Gilder posited that one’s attitude toward Israel — positive or negative — is, in fact, a test of and a reflection of one’s self. There are those who see the miracle that is Israel, the accomplishments it has, and the democratic principles it treasures in a region largely devoid of those principles and accomplishments, and say, “Yes, those are great. I want to be associated with people who do those things, I want to learn from them, I want to share with them and have them share with me.” There are others who see the same things and say, “Yes, but they stole the land, they raped the people. They didn’t build this. Their successes would have been Palestinian successes if Israel hadn’t stolen them, they don’t deserve what they have and I want to punish them for what they have done.”
Admiration on the one side, jealousy and vengefulness on the other.You can pretty much sort the world into “these” and “those.”You can also apply the same test elsewhere; for example, to the United States.
Israelis greeted the president with skepticism, but with respect for the country he leads and for the long, close and fruitful relations between Israelis and Americans at many levels.
The Palestinians do not have the same relationship with the United States and its people, and have been broadly clear about their displeasure with the president. On the West Bank, Palestinians have been painting swastikas on billboards with the president’s face and promising demonstrations and flag burnings, which the PA announced it would not prevent. On the contrary, the PA Ministry of Detainees and Ex-Detainees (yes, really) provided placards for the protesters. PA leader Mahmoud Abbas announced last week that Hamas is not a terrorist organization, despite the U.S. listing of it as such following the deaths of American citizens at Hamas’s hands. Abbas also declared one of his top goals to be the release of 1,000 prisoners in Israeli jails (something probably better negotiated with Israel than the Americans) and a renewed “settlement freeze” (something he wasted when the president last produced one).
Palestinians interviewed before the visit were blunt. Some believe that U.S. support for the Palestinians is tainted and constrained by support for Israel. “I know America is the leading country for freedom and human rights, and I respect Obama because he is a good man,” said one woman, “but between America and Israel there is a very strong relationship.”
Others were less kind. “We will receive (Obama) with shoes. We want to tell America that we hate you and you have no place here. We don’t want to see Obama in Palestine… He does not have anything to offer our people,” said one. Another was opposed to the president’s visit to Bethlehem, “especially since he has made it clear that he is coming as a pilgrim.” One of the protest organizers said the Mr. Obama’s objective was to support Israel. “Obama is not welcome in Palestine. He has done nothing for the Palestinians.”
That would come as news to Americans, including President Obama.
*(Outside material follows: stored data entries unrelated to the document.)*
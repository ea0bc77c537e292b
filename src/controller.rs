//! Avatar controller
//!
//! Owns the loaded avatar and every animation source that drives it. The
//! render loop calls [`AvatarController::update`] once per frame; everything
//! else only records intent that the next update consumes.

use bytes::Bytes;
use glam::{Quat, Vec3};
use serde::{Deserialize, Serialize};
use std::collections::HashMap;
use std::fmt;
use std::future::Future;
use std::pin::Pin;
use std::sync::Arc;
use std::task::{Context, Poll};
use tokio::runtime::Handle;
use tokio::sync::oneshot;
use tokio::task::JoinHandle;

use crate::avatar::{AssetLoader, Avatar, AvatarPose, VrmLoader};
use crate::config::Config;
use crate::error::{CompanionError, LoadError, MotionLoadError, Result, UnknownPresetError};
use crate::expression::{ExpressionController, WeightVector};
use crate::lipsync::{
    create_sink, decode_async, DecodedAudio, LipSyncAnalyzer, PlaybackSink, SpeechCompletion,
};
use crate::look_at::LookAtSmoother;
use crate::motion::{load_motion, MotionClip, MotionFileType, MotionPlayer, Pose};

const EYE_BONES: [&str; 2] = ["leftEye", "rightEye"];

/// What to perform alongside a speech buffer.
#[derive(Debug, Clone, PartialEq, Eq, Serialize, Deserialize)]
pub struct Screenplay {
    /// Expression preset held while speaking
    pub expression: String,
    /// Registered motion played once when speech starts
    #[serde(default)]
    pub motion: Option<String>,
}

impl Screenplay {
    pub fn new(expression: impl Into<String>) -> Self {
        Self {
            expression: expression.into(),
            motion: None,
        }
    }

    pub fn with_motion(mut self, motion: impl Into<String>) -> Self {
        self.motion = Some(motion.into());
        self
    }
}

/// Lifecycle of the controller as seen from outside.
#[derive(Debug, Clone, Copy, PartialEq, Eq)]
pub enum ControllerState {
    Unloaded,
    Loading,
    Ready,
    Speaking,
    Disposed,
}

impl ControllerState {
    pub fn as_str(&self) -> &'static str {
        match self {
            ControllerState::Unloaded => "unloaded",
            ControllerState::Loading => "loading",
            ControllerState::Ready => "ready",
            ControllerState::Speaking => "speaking",
            ControllerState::Disposed => "disposed",
        }
    }
}

impl fmt::Display for ControllerState {
    fn fmt(&self, f: &mut fmt::Formatter<'_>) -> fmt::Result {
        f.write_str(self.as_str())
    }
}
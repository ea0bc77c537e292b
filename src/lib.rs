//! Fushigi3D Companion - avatar animation and speech lip-sync core
//!
//! Drives a VRM avatar for a 3D chat companion:
//! - Loads VRM 1.0 models and retargets VRMA / bone-rotation motion clips
//! - Derives the mouth shape from the amplitude of the speech being played
//! - Eases between expression presets and blinks while idle
//! - Smooths gaze towards a look-at target
//!
//! [`AvatarController`] ties these together and is ticked once per frame by
//! the host render loop.

pub mod avatar;
pub mod config;
pub mod controller;
pub mod error;
pub mod expression;
pub mod fetch;
pub mod lipsync;
pub mod look_at;
pub mod motion;

#[cfg(test)]
mod testutil;

pub use config::Config;
pub use controller::{AvatarController, ControllerState, LoadTicket, MotionTicket, Screenplay};
pub use error::{CompanionError, Result};
pub use lipsync::SpeechCompletion;
pub use motion::{MotionClip, MotionFileType};

/// Version information
pub const VERSION: &str = env!("CARGO_PKG_VERSION");
pub const NAME: &str = env!("CARGO_PKG_NAME");
//! Lip-sync module
//!
//! Decodes speech audio, plays it through a [`PlaybackSink`], and derives the
//! mouth-open weight from the amplitude of what is currently playing.

pub mod analyzer;
pub mod decode;
pub mod envelope;
pub mod sink;

pub use analyzer::{LipSyncAnalyzer, SpeechCompletion};
pub use decode::{decode, decode_async, DecodedAudio};
pub use envelope::EnvelopeCurve;
pub use sink::{create_sink, ClockSink, PlaybackSink};

#[cfg(feature = "playback")]
pub use sink::CpalSink;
Despite American reservations about aspects of Palestinian behavior, the U.S. has been committed to an independent Palestinian State since the Oslo Accords. It provides hundreds of millions in aid to the PA and hundreds of millions more to UNRWA for the provision of social services to Palestinians. Despite sequestration and the fact that Abbas disregarded the president’s strong request that he not seek “country status” at the UN last November, Secretary of State John Kerry is working assiduously to release nearly $500 million in U.S. aid and generate more from the EU. The U.S. has also trained a Palestinian security force that is the nucleus of a future Palestinian Army. The president engineered a 10-month “settlement freeze,” distanced the U.S. government from the Israeli prime minister, declined to speak in the seat of the Israeli Government, and posited the 1967 lines as a future border.
An objective fear of losing the benefits many Palestinians don’t seem to recognize as benefits may why Abbas banned reporting from the President’s trip to Hebron — lest Palestinian anti-Americanism be widely viewed in the United States, further reducing already limited American patience.
If Gilder’s test tells more about the taker than about Israel, Americans largely pass “the Israel test.” Israelis generally return the favor despite occasional political tensions. Palestinian attitudes toward Israel, not surprisingly, fall into Gilder’s second group — those who believe that Israel’s objective accomplishments are based on illegitimate foundations. If Palestinian attitudes toward American support say more about them than about the United States, one or the other should consider a policy adjustment.
The only one left to take the test is President Obama.